Viva Erotica () is a 1996 Hong Kong erotic comedy film co-written and directed by Derek Yee and Lo Chi-Leung. The film is developed as a sex-comedy film, though with a serious subject of how an artist has to compromise his artistic integrity to make a living.

Synopsis
The story centers on the unsuccessful film-director Kwok-Wing (Leslie Cheung) and his producer Chung (Law Kar-ying), who agrees to make Category III sex/porn movies for their financial stability. Their movie projects are financed by a gangster boss Pui (Paul Chun). Shu Qi and Karen Mok played the roles of the leading actresses in the movie. In the end, Wing finally decides not to compromise his artistic integrity by making a porn movie.

Cast
 Leslie Cheung as Kwok-Wing (Director)
 Karen Mok as Man-Wai (Wing's Girlfriend)
 Shu Qi as Mango, Actress
 Law Kar-ying as Chung (Producer)
 Paul Chun as Pui (Boss)
 Elvis Tsui as Wah
 Allen Ting as Chi-Chun
 Sean Lau as Wan Tung-sing
 Anthony Wong Chau-Sang as Wong Jing
 Peter Ngor as Kwan
 Teddy Chan as Sum
 Vincent Kok as Chiu

Reception
The film, despite being rated III in Hong Kong for its sexual content, was highly praised by critics and the public alike.
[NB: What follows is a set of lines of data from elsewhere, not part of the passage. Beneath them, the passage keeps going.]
use async_trait::async_trait;
use reqwest::{Client, Response, StatusCode, Url};
use serde_json::Value;
use std::fmt;
use thiserror::Error;
use tracing::{debug, warn};

use crate::config::{self, ConfigError};

pub mod cache;
pub mod endpoints;
pub mod extract;
pub mod index;
pub mod model;
pub mod resolve;

pub use cache::ResponseCache;
pub use index::ResourceIndex;
pub use model::{Document, Resource, ResourceRef};

/// Media type of the upstream document protocol.
pub const JSONAPI_MEDIA_TYPE: &str = "application/vnd.api+json";

#[derive(Debug, Error)]
pub enum CmsError {
    #[error(transparent)]
    Config(#[from] ConfigError),
    #[error("cms request failed: {status} {status_text} - {body}")]
    Upstream {
        status: u16,
        status_text: String,
        body: String,
    },
    #[error("failed to reach cms: {0}")]
    Transport(#[from] reqwest::Error),
    #[error("invalid cms response: {0}")]
    Decode(#[from] serde_json::Error),
    #[error("invalid cms url: {0}")]
    InvalidUrl(String),
}

impl CmsError {
    pub fn upstream(status: u16, body: impl Into<String>) -> Self {
        let status_text = StatusCode::from_u16(status)
            .ok()
            .and_then(|s| s.canonical_reason())
            .unwrap_or_default()
            .to_string();
        CmsError::Upstream {
            status,
            status_text,
            body: body.into(),
        }
    }

    /// HTTP status of an upstream failure.
    pub fn status(&self) -> Option<u16> {
        match self {
            CmsError::Upstream { status, .. } => Some(*status),
            _ => None,
        }
    }
}

/// Access to the CMS document API. Mappers only talk to the CMS through this seam.
#[async_trait]
pub trait CmsTransport: Send + Sync {
    /// Base URL without a trailing slash, used to absolutise media paths.
    fn base_url(&self) -> &str;

    async fn get_document(&self, endpoint: &str) -> Result<Document, CmsError>;

    async fn post_document(&self, endpoint: &str, body: &Value) -> Result<Value, CmsError>;
}

#[derive(Clone)]
pub struct CmsClient {
    http: Client,
    base_url: String,
    credentials: Option<(String, String)>,
    cache: ResponseCache<Document>,
}

impl fmt::Debug for CmsClient {
    fn fmt(&self, f: &mut fmt::Formatter<'_>) -> fmt::Result {
        f.debug_struct("CmsClient")
            .field("base_url", &self.base_url)
            .field("authenticated", &self.credentials.is_some())
            .finish_non_exhaustive()
    }
}

impl CmsClient {
    /// Fails with `ConfigError::MissingBaseUrl` when no base URL is configured.
    pub fn from_config(cfg: &config::Cms) -> Result<Self, CmsError> {
        let base_url = cfg.base_url()?.to_string();
        let http = Client::builder()
            .user_agent("folio-cms/0.1")
            .timeout(cfg.request_timeout())
            .build()?;
        Ok(Self {
            http,
            base_url,
            credentials: cfg
                .credentials()
                .map(|(u, p)| (u.to_string(), p.to_string())),
            cache: ResponseCache::new(cfg.cache_ttl()),
        })
    }

    fn url(&self, endpoint: &str) -> Result<Url, CmsError> {
        let raw = format!("{}{}", self.base_url, endpoint);
        Url::parse(&raw).map_err(|e| CmsError::InvalidUrl(format!("{}: {}", raw, e)))
    }

    fn with_headers(&self, builder: reqwest::RequestBuilder) -> reqwest::RequestBuilder {
        let builder = builder
            .header("Accept", JSONAPI_MEDIA_TYPE)
            .header("Content-Type", JSONAPI_MEDIA_TYPE);
        match &self.credentials {
            Some((user, pass)) => builder.basic_auth(user, Some(pass)),
            None => builder,
        }
    }

    pub fn build_get(&self, endpoint: &str) -> Result<reqwest::Request, CmsError> {
        let url = self.url(endpoint)?;
        Ok(self.with_headers(self.http.get(url)).build()?)
    }

    pub fn build_post(&self, endpoint: &str, body: &Value) -> Result<reqwest::Request, CmsError> {
        let url = self.url(endpoint)?;
        let payload = serde_json::to_vec(body)?;
        Ok(self
            .with_headers(self.http.post(url))
            .body(payload)
            .build()?)
    }

    pub fn cache(&self) -> &ResponseCache<Document> {
        &self.cache
    }
}

async fn ensure_success(res: Response) -> Result<Response, CmsError> {
    let status = res.status();
    if status.is_success() {
        return Ok(res);
    }
    let body = res.text().await.unwrap_or_default();
    warn!(status = status.as_u16(), body = %snippet(&body), "cms request failed");
    Err(CmsError::upstream(status.as_u16(), body))
}

// Keep log lines short when the CMS returns a full HTML error page.
fn snippet(body: &str) -> &str {
    match body.char_indices().nth(120) {
        Some((idx, _)) => &body[..idx],
        None => body,
    }
}

#[async_trait]
impl CmsTransport for CmsClient {
    fn base_url(&self) -> &str {
        &self.base_url
    }

    async fn get_document(&self, endpoint: &str) -> Result<Document, CmsError> {
        let request = self.build_get(endpoint)?;
        let key = request.url().to_string();
        if let Some(doc) = self.cache.get(&key) {
            debug!(url = %key, "cms cache hit");
            return Ok(doc);
        }

        debug!(url = %key, "sending cms request");
        let res = ensure_success(self.http.execute(request).await?).await?;
        let bytes = res.bytes().await?;
        let doc: Document = serde_json::from_slice(&bytes)?;
        self.cache.insert(key, doc.clone());
        Ok(doc)
    }

    async fn post_document(&self, endpoint: &str, body: &Value) -> Result<Value, CmsError> {
        let request = self.build_post(endpoint, body)?;
        debug!(url = %request.url(), "posting cms document");
        let res = ensure_success(self.http.execute(request).await?).await?;
        let bytes = res.bytes().await?;
        if bytes.is_empty() {
            return Ok(Value::Null);
        }
        Ok(serde_json::from_slice(&bytes)?)
    }
}

#[cfg(test)]
mod tests {
    use super::*;
    use serde_json::json;

    fn settings(user: Option<&str>, pass: Option<&str>) -> config::Cms {
        config::Cms {
            base_url: Some("https://cms.test/".into()),
            username: user.map(str::to_string),
            password: pass.map(str::to_string),
            cache_ttl_seconds: 60,
            request_timeout_seconds: 5,
            menu_id: "main".into(),
        }
    }

    fn header<'a>(request: &'a reqwest::Request, name: &str) -> Option<&'a str> {
        request.headers().get(name).and_then(|h| h.to_str().ok())
    }

    #[test]
    fn missing_base_url_is_config_error() {
        let mut cfg = settings(None, None);
        cfg.base_url = None;
        let err = CmsClient::from_config(&cfg).unwrap_err();
        assert!(matches!(err, CmsError::Config(ConfigError::MissingBaseUrl)));
    }

    #[test]
    fn build_get_sets_media_type_headers() {
        let client = CmsClient::from_config(&settings(None, None)).unwrap();
        assert_eq!(client.base_url(), "https://cms.test");
        let request = client.build_get(&endpoints::pages()).unwrap();
        assert_eq!(request.method(), reqwest::Method::GET);
        assert_eq!(request.url().as_str(), "https://cms.test/jsonapi/node/pages");
        assert_eq!(header(&request, "Accept"), Some(JSONAPI_MEDIA_TYPE));
        assert_eq!(header(&request, "Content-Type"), Some(JSONAPI_MEDIA_TYPE));
        assert!(request.headers().get("Authorization").is_none());
    }

    #[test]
    fn basic_auth_requires_both_credentials() {
        let client = CmsClient::from_config(&settings(Some("alice"), None)).unwrap();
        let request = client.build_get("/jsonapi").unwrap();
        assert!(request.headers().get("Authorization").is_none());

        let client = CmsClient::from_config(&settings(Some("alice"), Some("secret"))).unwrap();
        let request = client.build_get("/jsonapi").unwrap();
        assert_eq!(
            header(&request, "Authorization"),
            Some("Basic YWxpY2U6c2VjcmV0")
        );
    }

    #[test]
    fn build_post_carries_json_body() {
        let client = CmsClient::from_config(&settings(None, None)).unwrap();
        let body = json!({ "data": { "type": "contact_message--x" } });
        let request = client.build_post("/jsonapi/contact_message/x", &body).unwrap();
        assert_eq!(request.method(), reqwest::Method::POST);
        let sent = request.body().and_then(|b| b.as_bytes()).unwrap();
        assert_eq!(serde_json::from_slice::<Value>(sent).unwrap(), body);
    }

    #[test]
    fn upstream_error_carries_status_text() {
        let err = CmsError::upstream(404, "nope");
        assert_eq!(err.status(), Some(404));
        assert_eq!(err.to_string(), "cms request failed: 404 Not Found - nope");
    }

    #[tokio::test]
    async fn cached_documents_skip_the_network() {
        let client = CmsClient::from_config(&settings(None, None)).unwrap();
        let endpoint = endpoints::pages();
        let key = client.build_get(&endpoint).unwrap().url().to_string();
        let doc: Document = serde_json::from_value(json!({ "data": [] })).unwrap();
        client.cache().insert(key, doc.clone());
        // cms.test never resolves, so only a cache hit can succeed
        assert_eq!(client.get_document(&endpoint).await.unwrap(), doc);
    }
}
The film was hailed for being well-directed and woven in great artistic details.

Awards and nominations
16th Hong Kong Film Awards

Won 
 Best Supporting Actress (Shu Qi)
 Best New Artist (Shu Qi)

Nominations 
 Best Picture
 Best Director (Derek Yee, Lo Chi-Leung)
 Best Actor (Leslie Cheung Kwok-Wing)
 Best Supporting Actor (Tsui Kam-Kong)
 Best Original Music Score (Clarence Hui Yuen, Chiu Jun-Fun, Lau Cho-Tak)
 Best Song ("Sik Ching Nam Nui", performed by Karen Mok and Jordan Chan)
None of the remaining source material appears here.